(Beginning of Source data)
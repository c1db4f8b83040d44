//! Window + runtime loop.
//!
//! Owns the `winit` event loop and selects the driver at build time:
//! a polling loop on native targets, browser-scheduled callbacks on wasm.

mod config;
#[cfg(not(target_arch = "wasm32"))]
mod native;
#[cfg(target_arch = "wasm32")]
mod web;

pub use config::RuntimeConfig;

use anyhow::{Context, Result};
use winit::event_loop::EventLoop;

use crate::device::DeviceInit;

/// Entry point for the runtime.
pub struct Runtime;

impl Runtime {
    /// Opens the window and renders until it is closed.
    ///
    /// On native targets this blocks and returns once cleanup has run; an
    /// error means the window or GL context could not be created. On wasm it
    /// returns as soon as the browser has taken over the loop.
    pub fn run(config: RuntimeConfig, device_init: DeviceInit) -> Result<()> {
        let event_loop = EventLoop::new().context("failed to create winit EventLoop")?;

        #[cfg(not(target_arch = "wasm32"))]
        {
            native::run(event_loop, config, device_init)
        }

        #[cfg(target_arch = "wasm32")]
        {
            log::debug!("browser picks swap interval and context version; ignoring {device_init:?}");
            web::spawn(event_loop, config);
            Ok(())
        }
    }
}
(End of Source data)
> Problem
Transcribe the records. Keep every word exactly as it stands.

> Response to this task
repository c1db4f8b83040d44
//! Window + runtime loop.
//!
//! Owns the `winit` event loop and selects the driver at build time:
//! a polling loop on native targets, browser-scheduled callbacks on wasm.

mod config;
#[cfg(not(target_arch = "wasm32"))]
mod native;
#[cfg(target_arch = "wasm32")]
mod web;

pub use config::RuntimeConfig;

use anyhow::{Context, Result};
use winit::event_loop::EventLoop;

use crate::device::DeviceInit;

/// Entry point for the runtime.
pub struct Runtime;

impl Runtime {
    /// Opens the window and renders until it is closed.
    ///
    /// On native targets this blocks and returns once cleanup has run; an
    /// error means the window or GL context could not be created. On wasm it
    /// returns as soon as the browser has taken over the loop.
    pub fn run(config: RuntimeConfig, device_init: DeviceInit) -> Result<()> {
        let event_loop = EventLoop::new().context("failed to create winit EventLoop")?;

        #[cfg(not(target_arch = "wasm32"))]
        {
            native::run(event_loop, config, device_init)
        }

        #[cfg(target_arch = "wasm32")]
        {
            log::debug!("browser picks swap interval and context version; ignoring {device_init:?}");
            web::spawn(event_loop, config);
            Ok(())
        }
    }
}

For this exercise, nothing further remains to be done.